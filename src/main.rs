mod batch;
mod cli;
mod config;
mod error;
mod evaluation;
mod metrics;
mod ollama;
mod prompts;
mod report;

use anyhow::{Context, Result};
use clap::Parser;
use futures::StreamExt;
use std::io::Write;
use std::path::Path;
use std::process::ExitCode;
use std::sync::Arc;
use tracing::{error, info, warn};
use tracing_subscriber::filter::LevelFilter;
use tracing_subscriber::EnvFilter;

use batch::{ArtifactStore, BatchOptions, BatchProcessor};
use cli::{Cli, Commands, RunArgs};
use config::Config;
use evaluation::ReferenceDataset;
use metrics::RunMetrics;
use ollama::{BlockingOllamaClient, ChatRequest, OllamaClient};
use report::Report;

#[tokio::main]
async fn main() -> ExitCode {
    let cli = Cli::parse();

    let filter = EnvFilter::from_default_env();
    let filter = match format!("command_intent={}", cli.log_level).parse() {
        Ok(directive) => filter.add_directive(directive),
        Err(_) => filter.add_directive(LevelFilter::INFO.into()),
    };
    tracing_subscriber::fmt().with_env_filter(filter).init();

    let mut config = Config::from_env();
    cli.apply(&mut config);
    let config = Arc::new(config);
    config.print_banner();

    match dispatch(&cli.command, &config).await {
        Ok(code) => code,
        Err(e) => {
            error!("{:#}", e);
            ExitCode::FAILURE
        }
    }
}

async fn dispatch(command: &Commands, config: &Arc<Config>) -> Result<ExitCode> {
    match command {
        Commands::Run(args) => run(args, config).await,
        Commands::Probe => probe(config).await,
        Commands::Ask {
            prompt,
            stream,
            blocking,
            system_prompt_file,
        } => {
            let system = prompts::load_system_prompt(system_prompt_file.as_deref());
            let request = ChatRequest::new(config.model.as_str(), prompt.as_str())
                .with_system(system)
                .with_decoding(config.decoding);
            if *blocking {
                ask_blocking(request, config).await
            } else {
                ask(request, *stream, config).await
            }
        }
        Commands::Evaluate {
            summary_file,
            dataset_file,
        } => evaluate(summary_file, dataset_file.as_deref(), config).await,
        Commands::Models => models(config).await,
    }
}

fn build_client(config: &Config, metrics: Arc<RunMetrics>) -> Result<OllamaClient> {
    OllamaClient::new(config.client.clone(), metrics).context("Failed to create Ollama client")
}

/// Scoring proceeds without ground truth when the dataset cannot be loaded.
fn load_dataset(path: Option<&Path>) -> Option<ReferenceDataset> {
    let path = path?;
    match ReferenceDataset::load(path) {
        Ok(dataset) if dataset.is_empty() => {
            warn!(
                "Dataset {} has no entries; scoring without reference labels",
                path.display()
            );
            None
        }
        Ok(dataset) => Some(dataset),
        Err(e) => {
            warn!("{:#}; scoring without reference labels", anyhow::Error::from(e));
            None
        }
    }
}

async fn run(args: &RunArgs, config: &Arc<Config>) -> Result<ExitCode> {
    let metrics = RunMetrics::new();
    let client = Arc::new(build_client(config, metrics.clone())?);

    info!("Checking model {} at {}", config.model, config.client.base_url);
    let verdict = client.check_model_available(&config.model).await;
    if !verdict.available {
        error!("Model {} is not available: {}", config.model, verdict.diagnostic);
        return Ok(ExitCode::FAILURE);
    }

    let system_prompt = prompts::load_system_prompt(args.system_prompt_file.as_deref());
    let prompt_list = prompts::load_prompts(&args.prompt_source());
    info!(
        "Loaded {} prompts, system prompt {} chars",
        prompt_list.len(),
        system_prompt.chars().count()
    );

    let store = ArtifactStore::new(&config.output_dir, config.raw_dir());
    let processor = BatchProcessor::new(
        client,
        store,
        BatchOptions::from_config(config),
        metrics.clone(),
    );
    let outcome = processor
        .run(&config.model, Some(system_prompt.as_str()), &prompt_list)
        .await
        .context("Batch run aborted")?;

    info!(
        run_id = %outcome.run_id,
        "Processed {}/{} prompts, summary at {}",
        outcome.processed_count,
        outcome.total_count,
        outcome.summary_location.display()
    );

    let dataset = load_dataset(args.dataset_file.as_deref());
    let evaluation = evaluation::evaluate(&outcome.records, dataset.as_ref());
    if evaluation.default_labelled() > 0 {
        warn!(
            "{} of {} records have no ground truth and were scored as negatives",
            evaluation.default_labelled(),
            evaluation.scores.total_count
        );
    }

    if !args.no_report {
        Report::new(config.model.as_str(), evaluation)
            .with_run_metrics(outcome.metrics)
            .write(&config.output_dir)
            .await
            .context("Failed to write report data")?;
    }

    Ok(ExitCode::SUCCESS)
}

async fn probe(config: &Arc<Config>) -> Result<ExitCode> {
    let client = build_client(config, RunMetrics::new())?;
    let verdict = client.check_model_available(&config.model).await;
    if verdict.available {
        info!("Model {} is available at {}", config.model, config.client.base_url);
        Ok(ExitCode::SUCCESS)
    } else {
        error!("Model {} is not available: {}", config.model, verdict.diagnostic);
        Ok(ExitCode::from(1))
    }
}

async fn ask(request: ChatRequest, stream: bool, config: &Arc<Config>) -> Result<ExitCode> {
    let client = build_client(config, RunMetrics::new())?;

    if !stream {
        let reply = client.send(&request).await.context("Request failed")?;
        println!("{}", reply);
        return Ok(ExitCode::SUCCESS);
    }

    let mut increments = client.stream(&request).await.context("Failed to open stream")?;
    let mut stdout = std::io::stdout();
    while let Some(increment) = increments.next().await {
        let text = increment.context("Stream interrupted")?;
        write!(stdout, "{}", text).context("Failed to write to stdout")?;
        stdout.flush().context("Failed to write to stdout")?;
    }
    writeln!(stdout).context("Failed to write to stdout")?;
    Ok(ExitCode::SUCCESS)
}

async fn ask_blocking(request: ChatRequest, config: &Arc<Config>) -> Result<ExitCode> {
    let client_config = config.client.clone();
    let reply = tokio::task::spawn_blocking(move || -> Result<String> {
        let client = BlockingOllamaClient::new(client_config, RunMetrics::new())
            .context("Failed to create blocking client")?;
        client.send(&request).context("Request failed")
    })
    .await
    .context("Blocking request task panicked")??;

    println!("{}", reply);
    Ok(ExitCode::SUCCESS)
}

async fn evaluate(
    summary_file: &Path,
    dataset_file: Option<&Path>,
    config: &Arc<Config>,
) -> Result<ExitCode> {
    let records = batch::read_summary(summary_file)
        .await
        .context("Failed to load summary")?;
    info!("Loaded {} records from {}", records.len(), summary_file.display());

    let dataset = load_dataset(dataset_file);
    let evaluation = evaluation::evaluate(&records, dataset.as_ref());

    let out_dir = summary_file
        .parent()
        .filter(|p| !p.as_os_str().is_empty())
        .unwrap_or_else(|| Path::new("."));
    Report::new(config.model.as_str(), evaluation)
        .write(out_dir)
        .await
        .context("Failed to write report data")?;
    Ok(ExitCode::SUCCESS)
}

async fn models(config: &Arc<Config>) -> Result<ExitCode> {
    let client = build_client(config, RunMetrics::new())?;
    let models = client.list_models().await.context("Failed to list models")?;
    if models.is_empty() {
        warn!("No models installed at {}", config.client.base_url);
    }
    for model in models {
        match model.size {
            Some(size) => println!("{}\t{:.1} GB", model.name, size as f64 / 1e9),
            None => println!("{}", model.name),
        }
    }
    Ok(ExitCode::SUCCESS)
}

________________________

- WORK REQUEST:
Output the data exactly, so that every line matches the original.

- OUTPUT FOR THIS TASK:
filename src/main.rs
mod batch;
mod cli;
mod config;
mod error;
mod evaluation;
mod metrics;
mod ollama;
mod prompts;
mod report;

use anyhow::{Context, Result};
use clap::Parser;
use futures::StreamExt;
use std::io::Write;
use std::path::Path;
use std::process::ExitCode;
use std::sync::Arc;
use tracing::{error, info, warn};
use tracing_subscriber::filter::LevelFilter;
use tracing_subscriber::EnvFilter;

use batch::{ArtifactStore, BatchOptions, BatchProcessor};
use cli::{Cli, Commands, RunArgs};
use config::Config;
use evaluation::ReferenceDataset;
use metrics::RunMetrics;
use ollama::{BlockingOllamaClient, ChatRequest, OllamaClient};
use report::Report;

#[tokio::main]
async fn main() -> ExitCode {
    let cli = Cli::parse();

    let filter = EnvFilter::from_default_env();
    let filter = match format!("command_intent={}", cli.log_level).parse() {
        Ok(directive) => filter.add_directive(directive),
        Err(_) => filter.add_directive(LevelFilter::INFO.into()),
    };
    tracing_subscriber::fmt().with_env_filter(filter).init();

    let mut config = Config::from_env();
    cli.apply(&mut config);
    let config = Arc::new(config);
    config.print_banner();

    match dispatch(&cli.command, &config).await {
        Ok(code) => code,
        Err(e) => {
            error!("{:#}", e);
            ExitCode::FAILURE
        }
    }
}

async fn dispatch(command: &Commands, config: &Arc<Config>) -> Result<ExitCode> {
    match command {
        Commands::Run(args) => run(args, config).await,
        Commands::Probe => probe(config).await,
        Commands::Ask {
            prompt,
            stream,
            blocking,
            system_prompt_file,
        } => {
            let system = prompts::load_system_prompt(system_prompt_file.as_deref());
            let request = ChatRequest::new(config.model.as_str(), prompt.as_str())
                .with_system(system)
                .with_decoding(config.decoding);
            if *blocking {
                ask_blocking(request, config).await
            } else {
                ask(request, *stream, config).await
            }
        }
        Commands::Evaluate {
            summary_file,
            dataset_file,
        } => evaluate(summary_file, dataset_file.as_deref(), config).await,
        Commands::Models => models(config).await,
    }
}

fn build_client(config: &Config, metrics: Arc<RunMetrics>) -> Result<OllamaClient> {
    OllamaClient::new(config.client.clone(), metrics).context("Failed to create Ollama client")
}

/// Scoring proceeds without ground truth when the dataset cannot be loaded.
fn load_dataset(path: Option<&Path>) -> Option<ReferenceDataset> {
    let path = path?;
    match ReferenceDataset::load(path) {
        Ok(dataset) if dataset.is_empty() => {
            warn!(
                "Dataset {} has no entries; scoring without reference labels",
                path.display()
            );
            None
        }
        Ok(dataset) => Some(dataset),
        Err(e) => {
            warn!("{:#}; scoring without reference labels", anyhow::Error::from(e));
            None
        }
    }
}

async fn run(args: &RunArgs, config: &Arc<Config>) -> Result<ExitCode> {
    let metrics = RunMetrics::new();
    let client = Arc::new(build_client(config, metrics.clone())?);

    info!("Checking model {} at {}", config.model, config.client.base_url);
    let verdict = client.check_model_available(&config.model).await;
    if !verdict.available {
        error!("Model {} is not available: {}", config.model, verdict.diagnostic);
        return Ok(ExitCode::FAILURE);
    }

    let system_prompt = prompts::load_system_prompt(args.system_prompt_file.as_deref());
    let prompt_list = prompts::load_prompts(&args.prompt_source());
    info!(
        "Loaded {} prompts, system prompt {} chars",
        prompt_list.len(),
        system_prompt.chars().count()
    );

    let store = ArtifactStore::new(&config.output_dir, config.raw_dir());
    let processor = BatchProcessor::new(
        client,
        store,
        BatchOptions::from_config(config),
        metrics.clone(),
    );
    let outcome = processor
        .run(&config.model, Some(system_prompt.as_str()), &prompt_list)
        .await
        .context("Batch run aborted")?;

    info!(
        run_id = %outcome.run_id,
        "Processed {}/{} prompts, summary at {}",
        outcome.processed_count,
        outcome.total_count,
        outcome.summary_location.display()
    );

    let dataset = load_dataset(args.dataset_file.as_deref());
    let evaluation = evaluation::evaluate(&outcome.records, dataset.as_ref());
    if evaluation.default_labelled() > 0 {
        warn!(
            "{} of {} records have no ground truth and were scored as negatives",
            evaluation.default_labelled(),
            evaluation.scores.total_count
        );
    }

    if !args.no_report {
        Report::new(config.model.as_str(), evaluation)
            .with_run_metrics(outcome.metrics)
            .write(&config.output_dir)
            .await
            .context("Failed to write report data")?;
    }

    Ok(ExitCode::SUCCESS)
}

async fn probe(config: &Arc<Config>) -> Result<ExitCode> {
    let client = build_client(config, RunMetrics::new())?;
    let verdict = client.check_model_available(&config.model).await;
    if verdict.available {
        info!("Model {} is available at {}", config.model, config.client.base_url);
        Ok(ExitCode::SUCCESS)
    } else {
        error!("Model {} is not available: {}", config.model, verdict.diagnostic);
        Ok(ExitCode::from(1))
    }
}

async fn ask(request: ChatRequest, stream: bool, config: &Arc<Config>) -> Result<ExitCode> {
    let client = build_client(config, RunMetrics::new())?;

    if !stream {
        let reply = client.send(&request).await.context("Request failed")?;
        println!("{}", reply);
        return Ok(ExitCode::SUCCESS);
    }

    let mut increments = client.stream(&request).await.context("Failed to open stream")?;
    let mut stdout = std::io::stdout();
    while let Some(increment) = increments.next().await {
        let text = increment.context("Stream interrupted")?;
        write!(stdout, "{}", text).context("Failed to write to stdout")?;
        stdout.flush().context("Failed to write to stdout")?;
    }
    writeln!(stdout).context("Failed to write to stdout")?;
    Ok(ExitCode::SUCCESS)
}

async fn ask_blocking(request: ChatRequest, config: &Arc<Config>) -> Result<ExitCode> {
    let client_config = config.client.clone();
    let reply = tokio::task::spawn_blocking(move || -> Result<String> {
        let client = BlockingOllamaClient::new(client_config, RunMetrics::new())
            .context("Failed to create blocking client")?;
        client.send(&request).context("Request failed")
    })
    .await
    .context("Blocking request task panicked")??;

    println!("{}", reply);
    Ok(ExitCode::SUCCESS)
}

async fn evaluate(
    summary_file: &Path,
    dataset_file: Option<&Path>,
    config: &Arc<Config>,
) -> Result<ExitCode> {
    let records = batch::read_summary(summary_file)
        .await
        .context("Failed to load summary")?;
    info!("Loaded {} records from {}", records.len(), summary_file.display());

    let dataset = load_dataset(dataset_file);
    let evaluation = evaluation::evaluate(&records, dataset.as_ref());

    let out_dir = summary_file
        .parent()
        .filter(|p| !p.as_os_str().is_empty())
        .unwrap_or_else(|| Path::new("."));
    Report::new(config.model.as_str(), evaluation)
        .write(out_dir)
        .await
        .context("Failed to write report data")?;
    Ok(ExitCode::SUCCESS)
}

async fn models(config: &Arc<Config>) -> Result<ExitCode> {
    let client = build_client(config, RunMetrics::new())?;
    let models = client.list_models().await.context("Failed to list models")?;
    if models.is_empty() {
        warn!("No models installed at {}", config.client.base_url);
    }
    for model in models {
        match model.size {
            Some(size) => println!("{}\t{:.1} GB", model.name, size as f64 / 1e9),
            None => println!("{}", model.name),
        }
    }
    Ok(ExitCode::SUCCESS)
}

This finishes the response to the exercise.